Cornellius Posted August 18, 2013 Author Posted August 18, 2013 To feel pity and guilt for my parents paralyses me. I just feel powerless. I love the idea of extending more empathy for myself. And thank you everyone for your kind answers. It does me good.
_Michael Posted August 19, 2013 Posted August 19, 2013 I struggle too with that guilt. Just like making my mom ok was my obligation. This is abuse from the beginning. I now starting to feel hatred towards them. My mother deny everything and manipulate me into further exploitation, my dad just ignore me totally. Last book I read help me a little, but I think it will help me further if I finish it. "Silent Seduction" by Kenneth Adams. I recomend it totally. Straight and clear, without beating around the bush. Good luck with them(or without them).
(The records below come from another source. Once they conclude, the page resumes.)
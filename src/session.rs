//! Server side of one client socket.
//!
//! A session decodes and validates inbound events, forwards the valid ones
//! to the engine, and pumps the engine's outbound queues back over the
//! socket. Anything malformed is dropped without a reply; the socket is
//! never closed over bad input.

use std::sync::atomic::{AtomicU64, Ordering};
use std::sync::Arc;

use axum::extract::ws::{Message, WebSocket};
use futures_util::{SinkExt, StreamExt};
use log::{debug, trace, warn};
use tokio::sync::mpsc;

use crate::config::Config;
use crate::engine::{Command, EngineHandle, Outbound, SessionHandle};
use crate::network::message::ClientEvent;
use crate::roster::SessionId;

/// Length of the volatile outbound queue; overflow drops the event.
const VOLATILE_QUEUE: usize = 64;

static NEXT_SESSION: AtomicU64 = AtomicU64::new(1);

/// Drive one socket until it closes or the engine kicks it.
pub async fn serve(socket: WebSocket, engine: EngineHandle, config: Arc<Config>, remote_addr: String) {
    let id: SessionId = NEXT_SESSION.fetch_add(1, Ordering::Relaxed);
    let (reliable_tx, mut reliable_rx) = mpsc::unbounded_channel();
    let (volatile_tx, mut volatile_rx) = mpsc::channel(VOLATILE_QUEUE);
    engine.send(Command::Connect {
        id,
        handle: SessionHandle {
            reliable: reliable_tx,
            volatile: volatile_tx,
            remote_addr,
        },
    });

    let (mut sink, mut stream) = socket.split();
    let writer = tokio::spawn(async move {
        loop {
            let (event, close) = tokio::select! {
                biased;
                out = reliable_rx.recv() => match out {
                    Some(Outbound::Event(event)) => (Some(event), false),
                    Some(Outbound::Close) => (None, true),
                    None => break,
                },
                event = volatile_rx.recv() => match event {
                    Some(event) => (Some(event), false),
                    None => break,
                },
            };
            if close {
                let _ = sink.send(Message::Close(None)).await;
                break;
            }
            if let Some(event) = event {
                let text = match event.to_json() {
                    Ok(text) => text,
                    Err(e) => {
                        warn!("session {}: cannot serialize event: {}", id, e);
                        continue;
                    }
                };
                if sink.send(Message::Text(text)).await.is_err() {
                    break;
                }
            }
        }
    });

    while let Some(msg) = stream.next().await {
        let msg = match msg {
            Ok(msg) => msg,
            Err(e) => {
                debug!("session {}: socket error: {}", id, e);
                break;
            }
        };
        match msg {
            Message::Text(text) => handle_text(id, &engine, &config, &text),
            Message::Close(_) => break,
            // Binary frames are not part of the protocol; pings are
            // answered by the transport.
            _ => {}
        }
    }

    engine.send(Command::Disconnect { id });
    let _ = writer.await;
}

/// Decode and validate one inbound frame, forwarding it if it survives.
fn handle_text(id: SessionId, engine: &EngineHandle, config: &Config, text: &str) {
    let event: ClientEvent = match serde_json::from_str(text) {
        Ok(event) => event,
        Err(e) => {
            trace!("session {}: ignoring malformed event: {}", id, e);
            return;
        }
    };
    match event {
        ClientEvent::Client(req) => match req.validate() {
            Ok(()) => engine.send(Command::Bind { id, req }),
            Err(e) => trace!("session {}: ignoring client event: {}", id, e),
        },
        ClientEvent::Paint(req) => match req.validate(config) {
            Ok(paint) => engine.send(Command::Paint { id, paint }),
            Err(e) => trace!("session {}: ignoring paint event: {}", id, e),
        },
        ClientEvent::Stroke(req) => match req.validate(config) {
            Ok(stroke) => engine.send(Command::Stroke { id, stroke }),
            Err(e) => trace!("session {}: ignoring stroke event: {}", id, e),
        },
        ClientEvent::Pointer(req) => match req.validate(config) {
            Ok(pointer) => engine.send(Command::Pointer { id, pointer }),
            Err(e) => trace!("session {}: ignoring pointer event: {}", id, e),
        },
        ClientEvent::Chat(req) => match req.validate() {
            Ok(()) => engine.send(Command::Chat { id, req }),
            Err(e) => trace!("session {}: ignoring chat event: {}", id, e),
        },
    }
}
Lens Posted August 19, 2013 Posted August 19, 2013 There is fear to see them as they are. When you were a small child the risk by seeing the truth could have cost you severe punishment so you kept that fear in your soul until adulthood. Now there is no danger to see your parents as truly and precisely as possible. You may pity them and feel guilt to protect you from their aggressiveness and not because you love them it is because as a child you most likely hated them but you kept that feeling hidden from yourself and this feeling of hatred wants to be acknowledged by the adult you. Try to write letters to your parents that you never send where you express your true feelings you'll see that hatred and contempt will show up quite soon. You may want to read them in your therapy as well and having a witness by your side. I hope that your therapist doesn't protect your parents (and his) and ask you to manage them or some sort. In my experience fear always hides another feeling it is like a layer that hides a more important layer. Like fear to express anger or hatred (normal human feelings). If we do not express those feelings we may end up with extreme anxiety, panic attacks or dissociation. My advice is to give yourself and your feelings more room especially in your therapy and the less you'll feel guilty. Give yourself sometime. It is a path that requires a lot of patience and self-compassion. Here is an article I found that could be very helpful http://www.sharischreiber.com/anxiety.html Warm wishes and good luck Lens
Cornellius Posted October 6, 2013 Author Posted October 6, 2013 I'm thinking about that movie The Truman Show. The man growing up inside a telereality show dome world, controlled by castrating parents, a manufactured aquaphobia that makes him unable to leave the island city, and a cocoon-like dead end lifestyle, and gradually swallowing the red pill. You see Truman played by Jim Carrey go down the rabbit hole, and at the end of the movie, get over adversity and reach the edge of the dome by boat. As he's deciding whether to leave through the out door, the show creator speaks to him on mic. He says to Truman that there isn't any more truth out there than there is in the dome world. But also, he talks about the "hope" he brings to everyone on Earth who watches the show, which is really an exploitive parental feeling. How he just cannot leave. And when he decides to leave, you can just hear him inside his head going "one truth is that I don't want to be here anymore". The creator dies inside, and everyone on Earth either cheers, or says whatever, what else is on tv? Just to say that all this fantasy, all this coercion, in the end it's popcorn to appease someone in the short term.